II. La préservation de la substance des droits sociaux du travailleur mobile
A. L’interdiction de percevoir des cotisations de sécurité sociale à fonds perdus
La décision met en lumière l’exigence de protection des travailleurs contre les conséquences financières négatives pouvant résulter de l’exercice de leur droit fondamental à la circulation. La Cour juge qu’une réglementation nationale est incompatible avec le droit de l’Union si elle désavantage le travailleur mobile par rapport aux travailleurs sédentaires de l’État.
Le raisonnement s’appuie sur le constat qu’une exclusion de la période d’assurance conduirait à ce que l’intéressé ait versé ses cotisations vieillesse sans obtenir aucune contrepartie juridique. Les juges soulignent qu’une réglementation n’est conforme que pour autant qu’elle « ne conduit pas purement et simplement à verser des cotisations sociales à fonds perdus ». Cette position garantit que les prélèvements effectués sur les prestations d’incapacité de travail produisent des effets concrets sur le calcul futur de la pension de retraite.
B. La consécration de la neutralité de la libre circulation en matière de protection sociale
L’arrêt renforce l’idée que le déplacement dans un autre État membre ne doit pas entraîner la perte d’avantages sociaux garantis par la législation d’un pays. Cette protection est essentielle lorsque ces avantages représentent la contrepartie directe des contributions financières versées par le salarié tout au long de sa carrière professionnelle.
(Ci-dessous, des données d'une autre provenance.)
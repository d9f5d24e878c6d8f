//! Key-value store abstraction the delivery ledger is built on.

use crate::error::StorageError;
use async_trait::async_trait;

/// String-keyed, string-valued store. The ledger keeps one serialized
/// [`crate::UserLedger`] per key (stringified chat id).
#[async_trait]
pub trait KeyValueStore: Send + Sync {
    async fn get(&self, key: &str) -> Result<Option<String>, StorageError>;
    async fn set(&self, key: &str, value: &str) -> Result<(), StorageError>;
    /// Removes the key. Returns false when it was absent.
    async fn delete(&self, key: &str) -> Result<bool, StorageError>;
    async fn keys(&self) -> Result<Vec<String>, StorageError>;
}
La solution retenue impose aux institutions nationales de reconnaître comme périodes d’assurance celles durant lesquelles des cotisations ont été effectivement retenues sur des prestations d’assurance maladie. L’objectif est d’empêcher que les travailleurs migrants ne perdent les bénéfices de sécurité sociale assurés par la seule législation d’un État membre à la suite de leur mobilité. Cette jurisprudence confirme que la liberté de mouvement constitue un pilier de la construction européenne dont la mise en œuvre exige une coordination sociale sans faille.